El frío y seco otoño llega a su fin, se acerca la Navidad de 2017. El hombrecillo está meditando, el brasero de su modesto cortijo cordobés es su compañero. Decide salir al campo. Los marranos, que disfrutan de las 7.000 hectáreas que circundan el cortijo, le dan los buenos días, mientras lee con desdén que las autoridades le señalan como el causante de una inaudita crisis de liquidez. Piensa que el que lo dice, un pobre funcionario que no ganará en su puta vida lo que él se llevaba en cualquier deal desde su oficina de la City de Londres, cerca de Blackfriars, es un ignorante que dice tonterías. Le extraña que alguien del establishment le señale. ¿Cómo es posible que esta gente le señale a él? ¿No sabe el funcionario, acaso, que ha hecho ricos a muchos que pueden acabar con él, un juntaletras del tres al cuarto?

Súbitamente una avioneta cruza el cielo, sus siete mil hectáreas ven rota la paz por el bramido de los motores, el vuelo bajo asusta a los marranos que se excitan. El hombrecillo, conocido entre sus viejos compañeros como «Piquito de Oro» deja el pitillo y vuelve a su casa.

La avioneta se aleja, pero la mente del banquero de inversión deja su mirada fija en el horizonte, la avioneta no se había estrellado, pero los marranos se habían puesto nerviosos… y se habían dispersado. El hombre delgado, de mirada torva, locuaz y ambicioso no entendía como su plan para hacer la operación y cobrar su dinero, había acabado con la venta del «puto» banco por un euro.

Todo estaba aparentemente bien preparado, él le había dicho a los consejeros que no tenía ni puta idea de gestionar un banco comercial, que lo suyo era crear valor haciendo una operación con el «puto» banco, montando una tómbola a la que iba a llamar a los competidores. Para aderezar el plato, había que «acojonar» a las autoridades, a los mercados, a los accionistas y al Gobierno. Para eso había que hundir la acción, que estaba cara.

Todo iba sobre ruedas, la acción caía, la culpa era de sus antecesores, a los que había complicado la existencia publicando una modificación de las cuentas, burdamente manipulada, pero muy efectiva. Como había pronosticado, la prensa no se miró los papeles, todavía hoy no se sabe en qué acabó aquella modificación, técnicamente era un aborto, pero la caída en Bolsa había sido la esperada.

Se preparó para dar la estocada, en la Junta pretendía que los accionistas entrasen en crisis y huyesen en ambulancias. Lo hizo, a la vez que confesaba: «tenemos más capital que nunca, no hay cojones a intervenirnos.»

La estocada dio frutos, el toro con 90 años a sus espaldas, buenos servicios y prestigio de casta, empezó a flojear de remos. Él miraba al toro de cerca, desde la barrera le animaba, pese al bajonazo el toro no acababa de morir y el tratante que compraba carne de primera -muerta o para matar- no acababa de cerrar el «deal», además un inversor chileno se cruzaría en el camino.

El inversor andino desveló sin querer el plan, las acciones subieron y el soberbio banquero de inversión desató el pánico, utilizando el 11 de mayo al periodiquillo confidencial ávido de sangre. El toro, castigado, había sido devuelto a los corrales y el banquero que lo mantenía vivo para venderlo y cobrar su parte, lo mató haciéndole correr un encierro en una plaza de segunda.

El máster del Universo interrumpió su reflexión, echó mano a la botella que reposaba en la mesa camilla. Los putos amigos no entienden qué hizo, porque los putos amigos no son amigos.
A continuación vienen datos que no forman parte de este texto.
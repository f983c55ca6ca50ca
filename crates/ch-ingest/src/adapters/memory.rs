//! In-memory adapters for tests and embedding.

use std::collections::BTreeMap;
use std::sync::atomic::{AtomicUsize, Ordering};
use std::sync::Mutex;
use std::time::Duration;

use async_trait::async_trait;

use crate::core::{
    AdapterError, AdapterResult, Batch, CallContext, ColumnDescriptor, Cursor, ReadRequest,
    ReadScope, Row, SourceAdapter, TargetAdapter, TargetSystem, WriteAck,
};

#[derive(Debug, Clone, Default)]
struct MemoryTable {
    columns: Vec<ColumnDescriptor>,
    rows: Vec<Row>,
}

/// A source serving fixed tables.
///
/// Reads of a join scope are answered from the root table only.
#[derive(Debug, Default)]
pub struct MemorySource {
    tables: BTreeMap<String, MemoryTable>,
    fail_connect: Option<AdapterError>,
    fail_read_at: Option<(usize, AdapterError)>,
    known_total: bool,
    connect_delay: Option<Duration>,
    read_delay: Option<Duration>,
    reads: AtomicUsize,
}

impl MemorySource {
    pub fn new() -> Self {
        Self {
            known_total: true,
            ..Self::default()
        }
    }

    pub fn with_table(mut self, name: &str, columns: Vec<ColumnDescriptor>, rows: Vec<Row>) -> Self {
        let columns = columns.into_iter().map(|c| c.in_table(name)).collect();
        self.tables
            .insert(name.to_string(), MemoryTable { columns, rows });
        self
    }

    /// Fail `check_connection` with `err`.
    pub fn failing_connect(mut self, err: AdapterError) -> Self {
        self.fail_connect = Some(err);
        self
    }

    /// Fail the `n`th `read_batch` call (zero-based) with `err`.
    pub fn failing_read(mut self, n: usize, err: AdapterError) -> Self {
        self.fail_read_at = Some((n, err));
        self
    }

    /// Do not report a row count up front.
    pub fn without_total(mut self) -> Self {
        self.known_total = false;
        self
    }

    /// Delay `check_connection`, keeping a session in `Connecting`.
    pub fn with_connect_delay(mut self, delay: Duration) -> Self {
        self.connect_delay = Some(delay);
        self
    }

    pub fn with_read_delay(mut self, delay: Duration) -> Self {
        self.read_delay = Some(delay);
        self
    }

    /// Number of `read_batch` calls served.
    pub fn reads(&self) -> usize {
        self.reads.load(Ordering::SeqCst)
    }

    fn table_for(&self, scope: &ReadScope) -> AdapterResult<&MemoryTable> {
        let name = match scope {
            ReadScope::Table(name) => name.as_str(),
            ReadScope::Join(plan) => plan.root.as_str(),
        };
        self.tables
            .get(name)
            .ok_or_else(|| AdapterError::not_found(format!("table {} does not exist", name)))
    }
}

#[async_trait]
impl SourceAdapter for MemorySource {
    fn system(&self) -> TargetSystem {
        TargetSystem::Database
    }

    async fn check_connection(&self, _ctx: &CallContext) -> AdapterResult<()> {
        if let Some(delay) = self.connect_delay {
            tokio::time::sleep(delay).await;
        }
        match &self.fail_connect {
            Some(err) => Err(err.clone()),
            None => Ok(()),
        }
    }

    async fn list_tables(&self, _ctx: &CallContext) -> AdapterResult<Vec<String>> {
        Ok(self.tables.keys().cloned().collect())
    }

    async fn list_columns(&self, _ctx: &CallContext, table: &str) -> AdapterResult<Vec<ColumnDescriptor>> {
        self.table_for(&ReadScope::Table(table.to_string()))
            .map(|t| t.columns.clone())
    }

    async fn read_batch(
        &self,
        _ctx: &CallContext,
        request: &ReadRequest,
        cursor: Cursor,
        limit: usize,
    ) -> AdapterResult<Batch> {
        let call = self.reads.fetch_add(1, Ordering::SeqCst);
        if let Some(delay) = self.read_delay {
            tokio::time::sleep(delay).await;
        }
        if let Some((n, err)) = &self.fail_read_at {
            if *n == call {
                return Err(err.clone());
            }
        }

        let table = self.table_for(&request.scope)?;
        let indices = request
            .columns
            .iter()
            .map(|c| {
                table
                    .columns
                    .iter()
                    .position(|t| t.column == c.column)
                    .ok_or_else(|| AdapterError::not_found(format!("column {} not found", c.column)))
            })
            .collect::<AdapterResult<Vec<usize>>>()?;

        let start = (cursor.offset() as usize).min(table.rows.len());
        let end = start.saturating_add(limit).min(table.rows.len());
        let rows = table.rows[start..end]
            .iter()
            .map(|row| indices.iter().map(|&i| row[i].clone()).collect())
            .collect();
        Ok(Batch::page(rows, cursor, limit))
    }

    async fn estimate_row_count(
        &self,
        _ctx: &CallContext,
        request: &ReadRequest,
    ) -> AdapterResult<Option<u64>> {
        if !self.known_total {
            return Ok(None);
        }
        Ok(Some(self.table_for(&request.scope)?.rows.len() as u64))
    }
}

/// A target collecting rows in memory.
///
/// Plain targets behave like a flat file. Given table columns, the target
/// behaves like a database table and reports them for type checking.
#[derive(Debug, Default)]
pub struct MemoryTarget {
    table: Option<Vec<ColumnDescriptor>>,
    columns: Mutex<Vec<String>>,
    rows: Mutex<Vec<Row>>,
    fail_connect: Option<AdapterError>,
    fail_write_at: Option<(usize, AdapterError)>,
    write_delay: Option<Duration>,
    writes: AtomicUsize,
}

impl MemoryTarget {
    pub fn new() -> Self {
        Self::default()
    }

    pub fn failing_connect(mut self, err: AdapterError) -> Self {
        self.fail_connect = Some(err);
        self
    }

    /// Fail the `n`th `write_batch` call (zero-based) with `err`.
    pub fn failing_write(mut self, n: usize, err: AdapterError) -> Self {
        self.fail_write_at = Some((n, err));
        self
    }

    pub fn with_write_delay(mut self, delay: Duration) -> Self {
        self.write_delay = Some(delay);
        self
    }

    /// Present an existing table with these columns.
    pub fn with_table_columns(mut self, columns: Vec<ColumnDescriptor>) -> Self {
        self.table = Some(columns);
        self
    }

    /// Rows committed so far.
    pub fn rows(&self) -> Vec<Row> {
        self.rows.lock().map(|r| r.clone()).unwrap_or_default()
    }

    /// Column names announced by `begin` or the last write.
    pub fn columns(&self) -> Vec<String> {
        self.columns.lock().map(|c| c.clone()).unwrap_or_default()
    }
}

#[async_trait]
impl TargetAdapter for MemoryTarget {
    fn system(&self) -> TargetSystem {
        match self.table {
            Some(_) => TargetSystem::Database,
            None => TargetSystem::FlatFile,
        }
    }

    async fn check_connection(&self, _ctx: &CallContext) -> AdapterResult<()> {
        match &self.fail_connect {
            Some(err) => Err(err.clone()),
            None => Ok(()),
        }
    }

    async fn list_columns(&self, _ctx: &CallContext) -> AdapterResult<Option<Vec<ColumnDescriptor>>> {
        Ok(self.table.clone())
    }

    async fn begin(&self, _ctx: &CallContext, columns: &[String]) -> AdapterResult<()> {
        *self
            .columns
            .lock()
            .map_err(|_| AdapterError::server("memory target poisoned"))? = columns.to_vec();
        Ok(())
    }

    async fn write_batch(
        &self,
        _ctx: &CallContext,
        columns: &[String],
        rows: Vec<Row>,
    ) -> AdapterResult<WriteAck> {
        let call = self.writes.fetch_add(1, Ordering::SeqCst);
        if let Some(delay) = self.write_delay {
            tokio::time::sleep(delay).await;
        }
        if let Some((n, err)) = &self.fail_write_at {
            if *n == call {
                return Err(err.clone());
            }
        }

        let bytes = rows
            .iter()
            .flat_map(|r| r.iter())
            .map(|v| v.to_field().len() as u64)
            .sum();
        let count = rows.len() as u64;

        let poisoned = || AdapterError::server("memory target poisoned");
        *self.columns.lock().map_err(|_| poisoned())? = columns.to_vec();
        self.rows.lock().map_err(|_| poisoned())?.extend(rows);

        Ok(WriteAck { rows: count, bytes })
    }
}

#[cfg(test)]
mod tests {
    use super::*;
    use crate::core::Value;

    #[tokio::test]
    async fn test_memory_source_pages() {
        let rows: Vec<Row> = (0..5).map(|i| vec![Value::Int(i), Value::Int(i * 10)]).collect();
        let source = MemorySource::new().with_table(
            "t",
            vec![
                ColumnDescriptor::new("a", "Int64", false),
                ColumnDescriptor::new("b", "Int64", false),
            ],
            rows,
        );
        let request = ReadRequest::new(
            ReadScope::Table("t".into()),
            vec![ColumnDescriptor::new("b", "Int64", false)],
        );
        let ctx = CallContext::default();

        let first = source.read_batch(&ctx, &request, Cursor::start(), 3).await.unwrap();
        assert_eq!(first.rows, vec![vec![Value::Int(0)], vec![Value::Int(10)], vec![Value::Int(20)]]);
        let second = source.read_batch(&ctx, &request, first.next.unwrap(), 3).await.unwrap();
        assert_eq!(second.len(), 2);
        assert!(second.next.is_none());
        assert_eq!(source.reads(), 2);
    }
}
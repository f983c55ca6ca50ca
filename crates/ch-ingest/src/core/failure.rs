//! Raw adapter failures, before classification.

use std::fmt;

use serde::{Deserialize, Serialize};
use thiserror::Error;

/// What went wrong at the adapter boundary.
#[derive(Debug, Clone, Copy, PartialEq, Eq, Hash, Serialize, Deserialize)]
#[serde(rename_all = "snake_case")]
pub enum FailureKind {
    /// Credential rejected or expired.
    Unauthorized,
    /// Authenticated but not allowed.
    Forbidden,
    /// Table, file or column does not exist.
    NotFound,
    /// The remote system reported an internal failure.
    Server,
    /// The remote system could not be reached.
    Unreachable,
    /// The call did not complete in time.
    Timeout,
}

impl fmt::Display for FailureKind {
    fn fmt(&self, f: &mut fmt::Formatter<'_>) -> fmt::Result {
        let s = match self {
            FailureKind::Unauthorized => "unauthorized",
            FailureKind::Forbidden => "forbidden",
            FailureKind::NotFound => "not found",
            FailureKind::Server => "server failure",
            FailureKind::Unreachable => "unreachable",
            FailureKind::Timeout => "timed out",
        };
        f.write_str(s)
    }
}

/// Failure returned by a source or target adapter.
#[derive(Error, Debug, Clone, PartialEq, Eq)]
#[error("{kind}: {detail}")]
pub struct AdapterError {
    pub kind: FailureKind,
    pub detail: String,
}

/// Result type for adapter calls.
pub type AdapterResult<T> = std::result::Result<T, AdapterError>;

impl AdapterError {
    pub fn new(kind: FailureKind, detail: impl Into<String>) -> Self {
        Self {
            kind,
            detail: detail.into(),
        }
    }

    pub fn not_found(detail: impl Into<String>) -> Self {
        Self::new(FailureKind::NotFound, detail)
    }

    pub fn server(detail: impl Into<String>) -> Self {
        Self::new(FailureKind::Server, detail)
    }

    pub fn unreachable(detail: impl Into<String>) -> Self {
        Self::new(FailureKind::Unreachable, detail)
    }

    /// Map an HTTP-like status code and response body to a failure.
    pub fn from_status(status: u16, body: &str) -> Self {
        let kind = match status {
            401 => FailureKind::Unauthorized,
            403 => FailureKind::Forbidden,
            404 => FailureKind::NotFound,
            408 | 504 => FailureKind::Timeout,
            _ => FailureKind::Server,
        };
        let body = body.trim();
        let detail = if body.is_empty() {
            format!("HTTP {}", status)
        } else {
            format!("HTTP {}: {}", status, body)
        };
        Self::new(kind, detail)
    }
}

impl From<std::io::Error> for AdapterError {
    fn from(err: std::io::Error) -> Self {
        use std::io::ErrorKind;

        let kind = match err.kind() {
            ErrorKind::NotFound => FailureKind::NotFound,
            ErrorKind::PermissionDenied => FailureKind::Forbidden,
            ErrorKind::ConnectionRefused
            | ErrorKind::ConnectionReset
            | ErrorKind::ConnectionAborted
            | ErrorKind::NotConnected
            | ErrorKind::AddrNotAvailable
            | ErrorKind::BrokenPipe => FailureKind::Unreachable,
            ErrorKind::TimedOut => FailureKind::Timeout,
            _ => FailureKind::Server,
        };
        Self::new(kind, err.to_string())
    }
}

impl From<csv::Error> for AdapterError {
    fn from(err: csv::Error) -> Self {
        if !err.is_io_error() {
            return Self::server(format!("malformed flat file: {}", err));
        }
        match err.into_kind() {
            csv::ErrorKind::Io(io) => io.into(),
            _ => Self::server("flat file I/O failure"),
        }
    }
}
Piquito de Oro decide irse a la cama. No quiere que le vean por la calle. Teme que algún afectado por sus desmanes le reconozca, pero nadie va a invadir esa paz andaluza de la que disfruta.

Da una vuelta sobre la almohada y se tranquiliza con la idea de que ha causado tanto pánico y confusión, ha generado tanta desinformación que nadie va a poder acusarlo de nada, especialmente si el encargado de hacerlo es un funcionario de juzgado, por fiscal que sea, que no va a entender la jerga del banquero de inversión, al que un puto inversor chileno le jodió el negocio porque, aunque fuese siempre un hombre victorioso, aquél inversor tenía que cumplir la ley…

Se va quedando dormido, entre sueños ha visto la figura de un viejo banquero, cuyo retrato adornaba las paredes del edificio del barrio de Salamanca, que él ocupó por unos meses. No era más que el fruto de su imaginación, pensó. A veces, la mente de «Piquito de Oro» le jugaba malas pasadas.